:: INFORMATION GIVEN ::
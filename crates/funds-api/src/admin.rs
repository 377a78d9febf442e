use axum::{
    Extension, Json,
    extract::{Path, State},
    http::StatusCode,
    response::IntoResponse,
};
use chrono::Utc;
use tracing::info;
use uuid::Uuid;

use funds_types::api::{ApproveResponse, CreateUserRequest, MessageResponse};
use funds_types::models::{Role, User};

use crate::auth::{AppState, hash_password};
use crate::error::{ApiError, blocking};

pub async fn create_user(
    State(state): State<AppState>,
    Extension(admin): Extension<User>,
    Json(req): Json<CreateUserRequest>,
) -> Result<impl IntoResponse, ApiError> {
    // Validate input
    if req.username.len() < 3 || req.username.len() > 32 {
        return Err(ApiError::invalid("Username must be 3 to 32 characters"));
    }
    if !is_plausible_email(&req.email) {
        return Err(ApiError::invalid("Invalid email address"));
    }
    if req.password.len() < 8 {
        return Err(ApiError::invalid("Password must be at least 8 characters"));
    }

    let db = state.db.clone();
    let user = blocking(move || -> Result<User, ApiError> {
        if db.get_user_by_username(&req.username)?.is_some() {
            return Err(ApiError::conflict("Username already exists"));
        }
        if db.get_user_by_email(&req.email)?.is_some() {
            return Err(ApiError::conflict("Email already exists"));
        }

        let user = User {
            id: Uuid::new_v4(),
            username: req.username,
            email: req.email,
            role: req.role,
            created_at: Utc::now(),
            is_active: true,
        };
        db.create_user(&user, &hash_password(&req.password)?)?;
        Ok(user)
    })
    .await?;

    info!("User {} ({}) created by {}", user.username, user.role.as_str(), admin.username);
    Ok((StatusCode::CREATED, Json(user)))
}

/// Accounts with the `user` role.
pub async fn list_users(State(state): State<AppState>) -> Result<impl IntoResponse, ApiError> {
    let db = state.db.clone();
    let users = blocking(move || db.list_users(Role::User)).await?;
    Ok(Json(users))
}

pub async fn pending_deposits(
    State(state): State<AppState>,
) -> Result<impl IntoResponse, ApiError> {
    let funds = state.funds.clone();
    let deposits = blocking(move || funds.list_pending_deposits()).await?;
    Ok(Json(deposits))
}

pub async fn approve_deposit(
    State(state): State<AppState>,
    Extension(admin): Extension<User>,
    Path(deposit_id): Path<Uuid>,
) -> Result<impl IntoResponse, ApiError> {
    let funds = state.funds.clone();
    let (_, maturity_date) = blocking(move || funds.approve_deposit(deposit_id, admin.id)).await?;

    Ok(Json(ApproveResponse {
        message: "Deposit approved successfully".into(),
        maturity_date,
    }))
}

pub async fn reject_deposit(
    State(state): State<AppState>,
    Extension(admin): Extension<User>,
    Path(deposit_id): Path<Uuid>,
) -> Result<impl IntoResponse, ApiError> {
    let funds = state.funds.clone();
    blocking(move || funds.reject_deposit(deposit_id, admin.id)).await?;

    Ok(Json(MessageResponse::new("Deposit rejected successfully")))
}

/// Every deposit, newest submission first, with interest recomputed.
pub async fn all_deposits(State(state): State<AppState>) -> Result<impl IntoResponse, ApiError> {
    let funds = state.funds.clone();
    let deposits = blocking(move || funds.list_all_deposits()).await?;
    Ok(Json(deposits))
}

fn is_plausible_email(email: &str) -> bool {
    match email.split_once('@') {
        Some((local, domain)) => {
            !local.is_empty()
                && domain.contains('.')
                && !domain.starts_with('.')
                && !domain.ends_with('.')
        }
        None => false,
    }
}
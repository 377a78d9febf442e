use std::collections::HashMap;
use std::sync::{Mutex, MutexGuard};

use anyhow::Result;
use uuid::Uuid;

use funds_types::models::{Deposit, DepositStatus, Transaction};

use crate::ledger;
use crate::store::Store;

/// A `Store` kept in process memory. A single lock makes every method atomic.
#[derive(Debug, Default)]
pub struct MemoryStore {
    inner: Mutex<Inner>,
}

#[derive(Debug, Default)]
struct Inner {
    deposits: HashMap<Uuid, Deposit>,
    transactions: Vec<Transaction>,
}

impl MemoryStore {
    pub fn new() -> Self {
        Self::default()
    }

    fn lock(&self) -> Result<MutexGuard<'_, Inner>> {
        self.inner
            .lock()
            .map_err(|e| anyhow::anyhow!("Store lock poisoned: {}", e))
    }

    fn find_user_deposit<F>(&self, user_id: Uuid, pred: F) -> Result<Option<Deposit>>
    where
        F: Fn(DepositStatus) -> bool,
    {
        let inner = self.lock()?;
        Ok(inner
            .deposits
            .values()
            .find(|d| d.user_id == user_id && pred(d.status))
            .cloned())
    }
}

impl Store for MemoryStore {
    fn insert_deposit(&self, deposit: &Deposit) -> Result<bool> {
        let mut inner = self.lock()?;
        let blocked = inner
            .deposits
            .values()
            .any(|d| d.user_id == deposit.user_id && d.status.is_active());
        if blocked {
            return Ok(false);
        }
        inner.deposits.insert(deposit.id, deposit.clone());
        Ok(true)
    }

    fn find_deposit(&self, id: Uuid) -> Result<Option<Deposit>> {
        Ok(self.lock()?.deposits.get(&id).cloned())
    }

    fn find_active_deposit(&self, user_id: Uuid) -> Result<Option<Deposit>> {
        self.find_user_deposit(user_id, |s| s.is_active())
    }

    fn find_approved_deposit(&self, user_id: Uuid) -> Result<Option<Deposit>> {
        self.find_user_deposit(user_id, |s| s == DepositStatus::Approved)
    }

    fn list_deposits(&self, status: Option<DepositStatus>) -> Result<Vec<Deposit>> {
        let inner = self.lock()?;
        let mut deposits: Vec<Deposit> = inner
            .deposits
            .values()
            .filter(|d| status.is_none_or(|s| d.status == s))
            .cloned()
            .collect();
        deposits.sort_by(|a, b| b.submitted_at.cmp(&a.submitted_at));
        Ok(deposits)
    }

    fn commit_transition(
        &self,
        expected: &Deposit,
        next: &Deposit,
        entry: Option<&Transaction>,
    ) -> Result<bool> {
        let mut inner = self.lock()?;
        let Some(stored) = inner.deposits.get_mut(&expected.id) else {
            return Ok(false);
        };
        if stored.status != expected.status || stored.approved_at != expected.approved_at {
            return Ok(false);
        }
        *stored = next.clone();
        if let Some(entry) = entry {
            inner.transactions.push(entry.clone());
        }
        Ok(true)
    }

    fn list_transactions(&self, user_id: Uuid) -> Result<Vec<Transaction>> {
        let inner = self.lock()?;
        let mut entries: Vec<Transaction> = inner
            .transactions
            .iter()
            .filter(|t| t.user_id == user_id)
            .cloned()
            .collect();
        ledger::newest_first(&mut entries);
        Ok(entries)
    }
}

:: EXERCISE ::
From the line that has "Ok(self.lock()?.deposits.get(&id).cloned())" through the line that has "fn find_approved_deposit(&self, user_id: Uuid)", copy every line exactly as it appears above, and leave out all others.

:: RESPONSE BOX ::
        Ok(self.lock()?.deposits.get(&id).cloned())
    }

    fn find_active_deposit(&self, user_id: Uuid) -> Result<Option<Deposit>> {
        self.find_user_deposit(user_id, |s| s.is_active())
    }

    fn find_approved_deposit(&self, user_id: Uuid) -> Result<Option<Deposit>> {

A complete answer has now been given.